Shrinkage Payments: not allowed unless the retailer can prove supplier negligence. Shrinkage is loss of goods after delivery due to theft, damage, or other internal aspects of the retailer. Suppliers should assist retailers to reduce shrinkage through training and ensuring product barcoding is done accurately.
A retailer may only terminate a supplier contract for genuine commercial reasons and with reasonable notice. The notice must inform the supplier of its right to request the retailer’s senior management team or relevant officer to review the decision. The Retail Code does not specify what genuine commercial reasons are. It does, however, bar a retailer from terminating a contract in response to a supplier’s exercise of its rights under contract or the Retail Code.

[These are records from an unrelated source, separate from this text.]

//! Untyped memory
//!
//! Every kernel object is carved out of an untyped region by Retype. An
//! untyped capability carries a free cursor; retype places objects at the
//! cursor, aligned to the object size, and moves the cursor past them.
//! The cursor only returns to zero when the region is reset, which happens
//! automatically on the next retype once nothing derived from the region
//! is left.
//!
//! # Reset
//!
//! Reset zeroes the used part of the region in chunks of
//! `2^reset_chunk_bits` bytes, from the top down, with a preemption point
//! after each chunk. The cursor follows the cleared boundary, so a
//! preempted reset resumes where it stopped. Device regions are never
//! zeroed.

use alloc::boxed::Box;
use alloc::vec;

use sable_cap::objects::{untyped, MAX_UNTYPED_BITS, MIN_UNTYPED_BITS, PAGE_TABLE_BITS};
use sable_cap::{
    Badge, Cap, CapRights, CdtOps, Cte, EndpointObject, LookupFault, MemRegion,
    NotificationObject, ObjectRef, ObjectType, SlotRef, SlotStore, VmRights, WORD_BITS,
};
use sable_common::addr::mask;
use sable_common::PhysAddr;
use sable_syscall::InvocationLabel;

use crate::object::{KernelObject, Tcb};
use crate::syscall::invocation::Invocation;
use crate::syscall::SyscallError;
use crate::{KernelResult, KernelState, Preempted};

/// A validated retype request.
#[derive(Clone, Copy, Debug, PartialEq, Eq)]
pub struct Retype {
    pub object_type: ObjectType,
    /// Size argument: log2 bytes for untyped, radix for a CNode.
    pub user_size: u64,
    /// First destination slot; the others follow it.
    pub dest: SlotRef,
    pub count: u64,
    /// Offset of the first object in the region, already aligned.
    pub offset: u64,
    /// The region must be reset first.
    pub reset: bool,
}

/// Whether objects of this type live in the object table.
const fn has_kernel_object(ty: ObjectType) -> bool {
    matches!(
        ty,
        ObjectType::Tcb | ObjectType::Endpoint | ObjectType::Notification | ObjectType::CapTable
    )
}

impl KernelState {
    /// Decode an untyped invocation.
    ///
    /// # ABI
    ///
    /// - MR0: object type
    /// - MR1: size argument
    /// - MR2: index of the destination CNode, from extra cap 0
    /// - MR3: depth of that lookup; 0 uses extra cap 0 itself
    /// - MR4: first destination slot
    /// - MR5: number of objects
    pub(crate) fn decode_untyped_invocation(&mut self, inv: &Invocation) -> KernelResult {
        if inv.label != InvocationLabel::UntypedRetype {
            log::warn!("untyped: illegal operation {}", inv.label.name());
            return Err(SyscallError::IllegalOperation.into());
        }
        let root = self.extra_cap(inv, 0);
        let (Some((root_cap, root_slot)), true) = (root, inv.length >= 6) else {
            log::warn!("untyped: truncated message");
            return Err(SyscallError::TruncatedMessage.into());
        };
        let Cap::Untyped {
            base,
            size_bits,
            free_offset,
            is_device,
        } = inv.cap
        else {
            return Err(SyscallError::IllegalOperation.into());
        };

        let new_type = self.syscall_arg(inv, 0);
        let user_size = self.syscall_arg(inv, 1);
        let node_index = self.syscall_arg(inv, 2);
        let node_depth = self.syscall_arg(inv, 3);
        let node_offset = self.syscall_arg(inv, 4);
        let node_window = self.syscall_arg(inv, 5);

        let Some(object_type) = ObjectType::from_word(new_type) else {
            log::warn!("untyped: bad object type {}", new_type);
            return Err(SyscallError::InvalidArgument { argument: 0 }.into());
        };
        if user_size >= u64::from(WORD_BITS) {
            return Err(SyscallError::RangeError {
                min: 0,
                max: u64::from(WORD_BITS - 1),
            }
            .into());
        }
        if object_type == ObjectType::CapTable && user_size == 0 {
            return Err(SyscallError::InvalidArgument { argument: 1 }.into());
        }
        let max_radix = u64::from(self.config.max_cnode_radix);
        if object_type == ObjectType::CapTable && user_size > max_radix {
            log::warn!("untyped: CNode radix {} above {}", user_size, max_radix);
            return Err(SyscallError::RangeError {
                min: 1,
                max: max_radix,
            }
            .into());
        }
        if object_type.size_bits(user_size) > u64::from(MAX_UNTYPED_BITS) {
            return Err(SyscallError::RangeError {
                min: 0,
                max: u64::from(MAX_UNTYPED_BITS),
            }
            .into());
        }
        if object_type == ObjectType::Untyped && user_size < u64::from(MIN_UNTYPED_BITS) {
            return Err(SyscallError::InvalidArgument { argument: 1 }.into());
        }

        let dest_node = if node_depth == 0 {
            root_slot
        } else {
            self.lookup_target_slot(root_cap, node_index, node_depth)?
        };
        let Cap::CNode {
            object: cnode,
            radix,
            ..
        } = self.objects.cte(dest_node).cap
        else {
            log::warn!("untyped: destination is not a CNode");
            return Err(SyscallError::FailedLookup {
                source: false,
                lookup: LookupFault::MissingCapability {
                    bits_left: node_depth as u32,
                },
            }
            .into());
        };

        let node_size = 1u64 << radix;
        if node_offset > node_size - 1 {
            return Err(SyscallError::RangeError {
                min: 0,
                max: node_size - 1,
            }
            .into());
        }
        let fan_out = self.config.retype_fan_out_limit;
        if node_window < 1 || node_window > fan_out {
            return Err(SyscallError::RangeError { min: 1, max: fan_out }.into());
        }
        if node_window > node_size - node_offset {
            return Err(SyscallError::RangeError {
                min: 1,
                max: node_size - node_offset,
            }
            .into());
        }
        for i in node_offset..node_offset + node_window {
            if let Err(e) = self.objects.ensure_empty_slot(SlotRef::new(cnode, i as u32)) {
                log::warn!("untyped: destination slot {} is occupied", i);
                return Err(e.into());
            }
        }

        let reset = self.objects.ensure_no_children(inv.slot).is_ok();
        let free_offset = if reset { 0 } else { free_offset };
        let obj_bits = object_type.size_bits(user_size);
        if !untyped::fits(size_bits, free_offset, obj_bits, node_window) {
            let available = untyped::free_bytes(size_bits, free_offset);
            log::warn!(
                "untyped: {} x {} needs more than {} bytes",
                node_window,
                object_type,
                available
            );
            return Err(SyscallError::NotEnoughMemory { available }.into());
        }
        if is_device && !object_type.is_frame_type() && object_type != ObjectType::Untyped {
            log::warn!("untyped: {} from device memory", object_type);
            return Err(SyscallError::InvalidArgument { argument: 1 }.into());
        }
        if has_kernel_object(object_type) {
            let mut available = self.objects.available();
            if reset {
                available += self.objects.count_region(MemRegion { base, size_bits });
            }
            let available = available as u64;
            if available < node_window {
                return Err(SyscallError::RangeError {
                    min: 1,
                    max: available,
                }
                .into());
            }
        }

        let retype = Retype {
            object_type,
            user_size,
            dest: SlotRef::new(cnode, node_offset as u32),
            count: node_window,
            offset: untyped::aligned_offset(free_offset, obj_bits),
            reset,
        };
        self.restart_invoker(inv);
        self.invoke_untyped_retype(inv.slot, retype)?;
        Ok(())
    }

    /// Create the objects of a validated retype from the untyped in `src`.
    pub fn invoke_untyped_retype(&mut self, src: SlotRef, retype: Retype) -> Result<(), Preempted> {
        if retype.reset {
            self.reset_untyped_cap(src)?;
        }
        let Cap::Untyped {
            base, is_device, ..
        } = self.objects.cte(src).cap
        else {
            panic!("retype from {src}, which holds no untyped");
        };
        let obj_bits = retype.object_type.size_bits(retype.user_size);
        let next = retype.offset + (retype.count << obj_bits);
        self.set_untyped_free_offset(src, next);

        for i in 0..retype.count {
            let addr = base.offset(retype.offset + (i << obj_bits));
            let cap = self.create_object(retype.object_type, addr, retype.user_size, is_device);
            self.objects
                .insert_new_cap(src, retype.dest.offset(i as u32), cap);
        }
        log::debug!(
            "untyped: {} x {} at {} (cursor {:#x})",
            retype.count,
            retype.object_type,
            base.offset(retype.offset),
            next
        );
        Ok(())
    }

    fn set_untyped_free_offset(&mut self, slot: SlotRef, offset: u64) {
        if let Cap::Untyped { free_offset, .. } = &mut self.objects.cte_mut(slot).cap {
            *free_offset = offset;
        }
    }

    /// Return the untyped in `slot` to its pristine state.
    pub fn reset_untyped_cap(&mut self, slot: SlotRef) -> Result<(), Preempted> {
        let Cap::Untyped {
            base,
            size_bits,
            free_offset,
            is_device,
        } = self.objects.cte(slot).cap
        else {
            panic!("reset of {slot}, which holds no untyped");
        };
        if free_offset == 0 {
            return Ok(());
        }

        let released = self.objects.release_region(MemRegion { base, size_bits });
        log::debug!("untyped: reset {} ({} objects released)", base, released);

        let chunk = self.config.reset_chunk_bits;
        if is_device || size_bits < chunk {
            if !is_device {
                self.machine.clear_memory(base, size_bits);
            }
            self.set_untyped_free_offset(slot, 0);
            return Ok(());
        }

        let mut offset = (free_offset - 1) & !mask(u32::from(chunk));
        loop {
            self.machine.clear_memory(base.offset(offset), chunk);
            self.set_untyped_free_offset(slot, offset);
            self.preemption_point()?;
            if offset == 0 {
                return Ok(());
            }
            offset -= 1 << chunk;
        }
    }

    /// Create one object at `base` and return the original capability to it.
    pub fn create_object(
        &mut self,
        object_type: ObjectType,
        base: PhysAddr,
        user_size: u64,
        is_device: bool,
    ) -> Cap {
        let obj_bits = object_type.size_bits(user_size) as u8;
        let region = Some(MemRegion {
            base,
            size_bits: obj_bits,
        });
        match object_type {
            ObjectType::Untyped => Cap::Untyped {
                base,
                size_bits: obj_bits,
                free_offset: 0,
                is_device,
            },
            ObjectType::Tcb => {
                let tcb = Tcb::new(self.cur_domain(), self.config.time_slice, self.current_node);
                Cap::Thread {
                    tcb: self.insert_object(region, KernelObject::Tcb(Box::new(tcb))),
                }
            }
            ObjectType::Endpoint => Cap::Endpoint {
                object: self.insert_object(
                    region,
                    KernelObject::Endpoint(EndpointObject::new()),
                ),
                badge: Badge::NONE,
                rights: CapRights::ALL,
            },
            ObjectType::Notification => Cap::Notification {
                object: self.insert_object(
                    region,
                    KernelObject::Notification(NotificationObject::new()),
                ),
                badge: Badge::NONE,
                rights: CapRights::RW,
            },
            ObjectType::CapTable => {
                let slots = vec![Cte::EMPTY; 1usize << user_size].into_boxed_slice();
                Cap::CNode {
                    object: self.insert_object(region, KernelObject::CNode(slots)),
                    radix: user_size as u8,
                    guard_size: 0,
                    guard: 0,
                }
            }
            ObjectType::Frame | ObjectType::LargeFrame => {
                if !is_device {
                    self.machine.clear_memory(base, obj_bits);
                }
                Cap::Frame {
                    base,
                    size_bits: obj_bits,
                    rights: VmRights::ReadWrite,
                    is_device,
                    mapping: None,
                }
            }
            ObjectType::PageTable | ObjectType::VSpace => {
                self.machine.clear_memory(base, PAGE_TABLE_BITS);
                Cap::PageTable {
                    base,
                    is_root: object_type == ObjectType::VSpace,
                    mapping: None,
                }
            }
        }
    }

    fn insert_object(&mut self, region: Option<MemRegion>, body: KernelObject) -> ObjectRef {
        match self.objects.insert(region, body) {
            Some(r) => r,
            None => panic!("object table exhausted after retype validation"),
        }
    }
}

A retailer should prepare forecasts in good faith, with due care, and after consulting suppliers. Otherwise, a supplier can claim against the retailer full compensation for costs incurred due to forecasting errors by the retailer.
Retail players may agree on promotion of a supplier’s products, or a retailer can request a supplier to participate in a promotion. The retailer must give the supplier reasonable notice before holding the promotion. If a retailer requires a supplier to participate in a promotion not agreed to, the retailer will be taken to have varied the supplier contract. Retailers must not over-order products at promotional prices and must agree with the supplier on how to deal with any excess after a promotion.
Prompt Payment Committee
The Retail Code establishes a Prompt Payment Committee. The committee will comprise of the chairpersons and chief executive officers of the Association of Kenya Suppliers (AKS), the Kenya Association of Manufacturers (KAM), and the Retail Trade Association of Kenya (RETRAK). The committee’s primary mandate is to assess and report on the implementation of the Retail Code.
Retail Trade Dispute Settlement Committee
The Retail Code establishes a Retail Trade Dispute Settlement Committee to handle disputes arising under the code. The committee’s decisions are binding on participants and where they relate to buyer power abuse can be appealed to CAK. However, the committee’s jurisdiction is not exclusive, and a party may instead opt to seek judicial intervention. The committee will comprise of seven members, being two nominees each of RETRAK and KAM, and one nominee each of AKS, the Council of Governors, and the Ministry of Trade.
We expect the Retail Code will be well received in the retail sector, especially given its implicit endorsement by industry associations and representatives. Buyer power abuse protections in relation to promotions will certainly be welcomed by suppliers who have long pushed for them. However, the code requires cleaning up to ensure it achieves its goal.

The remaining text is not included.